In a homeschool community you would think I could find more encouragement than discouragement, but more often than not I’m finding more blog articles about how we aren’t measuring up. Yet in the Washington Times I find encouragement from the statistics of how many public school teachers are opting to have their own children pulled from the very system they teach in.
Since moving to Southern California, I have met a few public school teachers who commend me for homeschooling my children. Their words of advice for me,
“Do not put your kids in our public schools.”
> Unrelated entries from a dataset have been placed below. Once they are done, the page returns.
//! The region registry: buffered mutation and the refresh lifecycle.

use crate::region::{Region, RegionData};
use std::cmp::Ordering;
use std::collections::HashMap;
use thiserror::Error;

/// Errors surfaced by the registry.
#[derive(Error, Debug)]
pub enum RegionError {
    /// A region was created under an id that already exists. This is a
    /// caller bug — the caller lost track of its own registry.
    #[error("Region id already exists: {0}")]
    DuplicateId(String),
}

/// One registry slot: the materialized region plus buffered changes.
#[derive(Debug)]
struct Slot {
    region: Region,
    /// Data waiting to be materialized at the next refresh.
    pending: Option<RegionData>,
    /// Soft-deleted; reaped at the next refresh.
    destroyed: bool,
}

/// Owns all regions, tracks dirtiness, and on [`refresh`](Self::refresh)
/// produces a priority-sorted list of active regions.
///
/// Mutations are buffered: derived fields (shapes, bounds, skip flags) and
/// the active list change only inside `refresh`, so an in-flight active
/// list stays valid between refreshes.
#[derive(Debug, Default)]
pub struct RegionRegistry {
    slots: HashMap<String, Slot>,
    /// Active region ids, priority-sorted, rebuilt on refresh.
    active: Vec<String>,
    dirty: bool,
}

impl RegionRegistry {
    /// Create an empty registry.
    pub fn new() -> Self {
        Self::default()
    }

    /// Create a region. Fails loudly on a duplicate id.
    pub fn create_region(&mut self, id: &str, data: RegionData) -> Result<(), RegionError> {
        match self.slots.get_mut(id) {
            Some(slot) if !slot.destroyed => {
                return Err(RegionError::DuplicateId(id.to_string()));
            }
            Some(slot) => {
                // Revive a destroyed-but-unreaped slot in place: the old
                // materialized region must stay visible to the in-flight
                // active list until the next refresh.
                slot.pending = Some(data);
                slot.destroyed = false;
            }
            None => {
                self.slots.insert(
                    id.to_string(),
                    Slot {
                        region: Region::materialize(id.to_string(), RegionData::default()),
                        pending: Some(data),
                        destroyed: false,
                    },
                );
            }
        }
        self.dirty = true;
        Ok(())
    }

    /// Replace a region's data; buffered until the next refresh.
    ///
    /// Returns whether anything actually changed.
    pub fn update_region(&mut self, id: &str, data: RegionData) -> bool {
        let Some(slot) = self.slots.get_mut(id) else {
            return false;
        };
        if slot.destroyed {
            return false;
        }
        let current = slot.pending.as_ref().unwrap_or_else(|| slot.region.data());
        if *current == data {
            return false;
        }
        slot.pending = Some(data);
        self.dirty = true;
        true
    }

    /// Soft-delete a region; fully removed at the next refresh.
    ///
    /// Returns whether the region existed.
    pub fn destroy_region(&mut self, id: &str) -> bool {
        let Some(slot) = self.slots.get_mut(id) else {
            return false;
        };
        if slot.destroyed {
            return false;
        }
        slot.destroyed = true;
        self.dirty = true;
        true
    }

    /// Is there a live region under `id`?
    pub fn has_region(&self, id: &str) -> bool {
        self.slots.get(id).is_some_and(|s| !s.destroyed)
    }

    /// The materialized region under `id`, if live.
    ///
    /// Buffered updates are not visible until the next refresh.
    pub fn get_region(&self, id: &str) -> Option<&Region> {
        self.slots
            .get(id)
            .filter(|s| !s.destroyed)
            .map(|s| &s.region)
    }

    /// The active regions in priority order, as of the last refresh.
    pub fn active_regions(&self) -> Vec<&Region> {
        self.active
            .iter()
            .filter_map(|id| self.slots.get(id))
            .map(|s| &s.region)
            .collect()
    }

    /// Materialize buffered changes and rebuild the active list.
    ///
    /// A no-op returning `false` unless something is dirty. When it returns
    /// `true` the set or shape of active regions may have changed, and any
    /// ray-caster memoization keyed on it must be invalidated.
    pub fn refresh(&mut self) -> bool {
        if !self.dirty {
            return false;
        }
        self.dirty = false;

        self.slots.retain(|_, slot| !slot.destroyed);

        for slot in self.slots.values_mut() {
            if let Some(data) = slot.pending.take() {
                slot.region = Region::materialize(slot.region.id().to_string(), data);
            }
        }

        let mut active: Vec<&Region> = self
            .slots
            .values()
            .map(|s| &s.region)
            .filter(|r| r.data().active && !r.skip())
            .collect();
        active.sort_by(|a, b| {
            compare_priority(&a.data().priority, &b.data().priority).then_with(|| a.id().cmp(b.id()))
        });
        self.active = active.iter().map(|r| r.id().to_string()).collect();

        true
    }
}

/// Lexicographic priority comparison; a shorter tuple sorts before a longer
/// one on a common-prefix tie.
fn compare_priority(a: &[f64], b: &[f64]) -> Ordering {
    for (x, y) in a.iter().zip(b.iter()) {
        let ord = x.total_cmp(y);
        if ord != Ordering::Equal {
            return ord;
        }
    }
    a.len().cmp(&b.len())
}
I dislike the idea of revealing the sad news of discouragement I find in a community I’m very much a part of. I would like to be proud of being a part of the homeschool community. I am proud to a point, but we aren’t a perfect community. Since every homeschool contains very unique children and very different types of learning styles then I think it’s only fair to admit that we have the same short comings that a public school teacher has. We, the teachers of homeschooled children, are just as fallible as public school teachers. It is ridiculous for us to attempt to portray ourselves as better than the other teachers.
Public school teachers have a lot they need to navigate through with unruly kids, limited ways of disciplining children, and an extreme lack of parental volunteers. Homeschool teachers (parents) may have to be the teacher, yard duty monitor, P.E. teacher, lunch lady, school nurse, etc, but at least their class size is much smaller. There are pros and cons to both types of school.
I’ve had plenty of my own days of wondering, “why in the world am I doing this?“
There’s plenty to be discouraged about, but I find that my focus turns toward condemnation of the outward appearance of things. While there are drawbacks to homeschooling, there are plenty of rewarding reasons to keep moving forward.
Just as I encourage my children that their worth is not in how many answers they memorize, my worth is not in how many answers they get right on a test. We shouldn’t beat ourselves up if they aren’t ‘getting it’ by their next birthday. I’m not the kind of teacher that measures my success by a cookie cutter approach to doing school. Since we don’t ascribe to a cookie cutter approach to learning then why do we find ourselves in a rut of discouragement about ourselves as teachers?
There are many really good pro-homeschooling articles out there and more encouragement than there is discouragement. So when we see the discouraging articles then feel free to delete that article from your memory. Every day of teaching our children can be faced with awe and excitement as long as we aren’t allowing ourselves to get caught up in the rat race of ‘who is the best homeschooling mom’. The women who seem to have it all together at every single turn in life aren’t being honest with us, they just don’t want us to know they have chaos. A homeschooling blog that seems to be practically perfect in every way is misleading. I’d much rather see a homeschool mom blogger tell us what chaos she lives in and how she makes it through so we can be inspired in the midst of our own mess.
This is what Jesus does. He reaches into our perfectly messy lives and shines the light of inspiration to show us how to live our lives with joy. If there weren’t dark days of homeschooling, how would we come to appreciate the Light? It’s ok to share with other homeschool moms that you wrestle with your Math program. In fact, I did just that the other day. I gulped down my pride to admit to my friends that I struggled with it. In doing so I discovered a new way of looking at exponents that I would not have seen if I had not shared how frustrated I was. By confessing my frustration, I was free to find a new path to understanding.
Did you catch the keyword there?
When we hide behind our own ‘image of perfection’ we miss out on finding the glory in others who can offer help to build us up. When we find others who offer help, we find help for our kids. When we are free, the kids can be free.
It’s ok to admit that we get discouraged. It’s ok to admit there are discouraging pockets in our community. When we do so we can find others who have a heart to lift us up and offer grace.
Here are 10 helps I consider when I’m feeling discouraged and overwhelmed in my homeschooling.
1. I take a deep breath and exhale slowly. I’ll do this as many times as needed to remain steady.
2. I remind myself that no teacher in the world is perfect.
3. I reflect upon God’s grace and put my faith in his love for me and the children.
4. I open my mind and heart to reaching out for help by ditching pride.
5. I remind my children of God’s grace too and that if I don’t know the answer, then we’ll find it together.
6. I humorously tell myself out loud, “I is kiiind, I is smaaart, I is important” (ok you’d have to watch ‘The Help’ to understand that one.)
7. I tell myself that I’m not alone. Even though others make their homeschool sound perfect, I know better.
8. I commit myself to finding solutions (YouTube is awesome).
9. I recite ten things about homeschooling that I’m thankful for. For every 1 complaint, find 10 things to express gratitude for.
10. Hug my children and affirm my love for them.
My identity as a homeschooling mom is not found by some old world measuring system. My identity is found by acknowledging my new fashioned Spirit rooted in grace.